POESIA | Palimpsestos e outros poemas 17/01/2025 - 10:31
por Ronaldo Cagiano
REGISTRO
Nesse tempo de absoluta dissolução
sou contaminado e salvo pela poesia,
antídoto contra
o veneno dos dias
Já não me importam
a falta de paciência do motorista
os corações duros dos auditores da Receita
a avidez usurária dos bancos
a tempestade de ofensas
o parlamento acanalhado
o roubo nas estatais
a queda do PIB
a crise do euro
os disparos de Kim Jong-un
os disparates de Trump
a poligamia de Jacob Zuma
a saliva farisaica dos evangélicos
a transgênica autoproclamação de Guaidó
os lacaios torquemadas da Lava-jato
e outros coveiros da latinoamericanidade
Meus versos não estarão em repouso
como a indolência que caminha
passo a passo
no ritmo de todas as coisas
Vou de mãos dadas
com o verbo
e com sua pá,
lavratura
adestrando
o terreno infértil
PALIMPSESTOS
Sob a pele das palavras
mil mundos me contemplam
com um desafio de esfinge:
palácios
cemitérios
a náusea das guerras
as nódoas do tempo
os compulsórios desertos
a teia da aranha
a teoria da relatividade
a muda órbita dos planetas
o homem sem qualidades
a quadratura do círculo
os contornos do abismo
O vocábulo
se espraia
sobre cada gesto
desejo
centelha
ameaça
e cada espinho que não vejo
e piso
socorre-me do
anonimato
ajuda-me a dissecar
o que ainda não
vivi
Nesse tempo
de angústias em pleno cio
de temores soletrando tragédias
de ventos semeando esbulhos
em seu roteiro por
esquizofrênicas pastagens,
o verbo me devolve ao éden
BRONZE
Na gramática do tempo
consuma-se a linguagem perfeita
das estátuas.
Everardo Norões
Na praça com seu nome
passo em frente
ao busto inerte de Getúlio Vargas
e saúdo as aves veteranas
que há décadas depositam em sua cabeça
o engenho das fezes
batizando o metal sem vida.
Olho ao redor
e a vida invertebrada
de vai e vens indiferentes
não se atém
à inutilidade de todas as homenagens
Mergulho na tarde
que, melancólica e sem pressa,
invade e rumina a cidade
em sua imutável e desértica
condição
com seu tempo siderúrgico
endurecendo os pulmões
Atônito entre os labirintos
de provincianos disfarces,
retido na indecisão
de desconhecidos atalhos,
perco o fio dessa meada urbana,
carrego o pesadelo dos dias
e me enfurno na paisagem
Ronaldo Cagiano nasceu em Cataguases (MG) e atualmente mora em Portugal.

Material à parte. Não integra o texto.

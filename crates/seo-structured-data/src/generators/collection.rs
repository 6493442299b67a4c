use serde_json::{Value, json};

use seo_catalog::Entity;
use seo_template::category_url;

use crate::context::GeneratorContext;
use crate::error::GenerateError;
use crate::generator::{GenerationContext, Generator, StructuredData};
use crate::helpers::{DescriptionLimit, clean_description, clean_url};

/// `CollectionPage` for a shopper-visible category.
pub struct CollectionPageGenerator {
    ctx: GeneratorContext,
}

impl CollectionPageGenerator {
    #[must_use]
    pub fn new(ctx: GeneratorContext) -> Self {
        Self { ctx }
    }
}

impl Generator for CollectionPageGenerator {
    fn schema_type(&self) -> &'static str {
        "CollectionPage"
    }

    fn context(&self) -> &GeneratorContext {
        &self.ctx
    }

    fn can_handle(&self, entity: &Entity) -> bool {
        entity.as_category().is_some_and(|c| !c.is_root())
    }

    fn build(
        &self,
        entity: &Entity,
        _context: &GenerationContext,
    ) -> Result<StructuredData, GenerateError> {
        let Some(category) = entity.as_category() else {
            return Ok(StructuredData::new());
        };
        if category.name.trim().is_empty() {
            return Err(GenerateError::MissingField {
                schema_type: "CollectionPage",
                field: "name",
            });
        }

        let mut data = StructuredData::new();
        data.insert("name".to_owned(), Value::from(category.name.trim()));
        let url = clean_url(&category_url(self.ctx.processors(), category));
        if !url.is_empty() {
            data.insert("url".to_owned(), Value::from(url));
        }
        let description = category
            .meta_description
            .as_deref()
            .and_then(|d| clean_description(d, DescriptionLimit::Short))
            .or_else(|| {
                category
                    .description
                    .as_deref()
                    .and_then(|d| clean_description(d, DescriptionLimit::Short))
            });
        if let Some(description) = description {
            data.insert("description".to_owned(), Value::from(description));
        }
        if let Some(image) = category.image.as_deref().filter(|i| !i.is_empty()) {
            let image = self
                .ctx
                .store()
                .media(&format!("catalog/category/{}", image.trim_start_matches('/')));
            data.insert("image".to_owned(), Value::from(image));
        }
        if category.product_count > 0 {
            data.insert(
                "mainEntity".to_owned(),
                json!({
                    "@type": "ItemList",
                    "numberOfItems": category.product_count,
                }),
            );
        }
        Ok(data)
    }
}

#[cfg(test)]
mod tests {
    use super::*;
    use crate::generators::test_context;
    use pretty_assertions::assert_eq;
    use seo_catalog::Category;

    #[test]
    fn test_collection_page() {
        let bags = Entity::from(Category {
            id: 4,
            name: "Bags".to_owned(),
            level: 3,
            url_path: Some("gear/bags".to_owned()),
            description: Some("<p>Bags for <em>every</em> trip</p>".to_owned()),
            image: Some("bags.jpg".to_owned()),
            product_count: 14,
            ..Category::default()
        });
        let data = CollectionPageGenerator::new(test_context())
            .build(&bags, &GenerationContext::new())
            .unwrap();

        assert_eq!(
            Value::Object(data),
            json!({
                "name": "Bags",
                "url": "http://localhost/gear/bags.html",
                "description": "Bags for every trip",
                "image": "http://localhost/media/catalog/category/bags.jpg",
                "mainEntity": { "@type": "ItemList", "numberOfItems": 14 }
            })
        );
    }

    #[test]
    fn test_root_categories_are_skipped() {
        let generator = CollectionPageGenerator::new(test_context());
        let root = Entity::from(Category {
            id: 2,
            level: 1,
            ..Category::default()
        });
        assert!(!generator.can_handle(&root));
    }
}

Escreve resenhas e artigos em diversos jornais e revistas do Brasil e exterior. Dentre as obras publicadas, destacam-se: Dezembro indigesto (Prêmio Brasília de Produção Literária 2001), O sol nas feridas (Ed. Dobra, SP, 2013 – finalista do Prêmio Portugal Telecom 2013) e Eles não moram mais aqui (Prêmio Jabuti 2016/Ed). Organizou as coletâneas Antologia do Conto Brasiliense (Projecto Editorial, 2001), Poetas mineiros em Brasília (Varanda Edições, 2002) e Todas as gerações – O conto Brasiliense contemporâneo (LGE, Editora, 2006).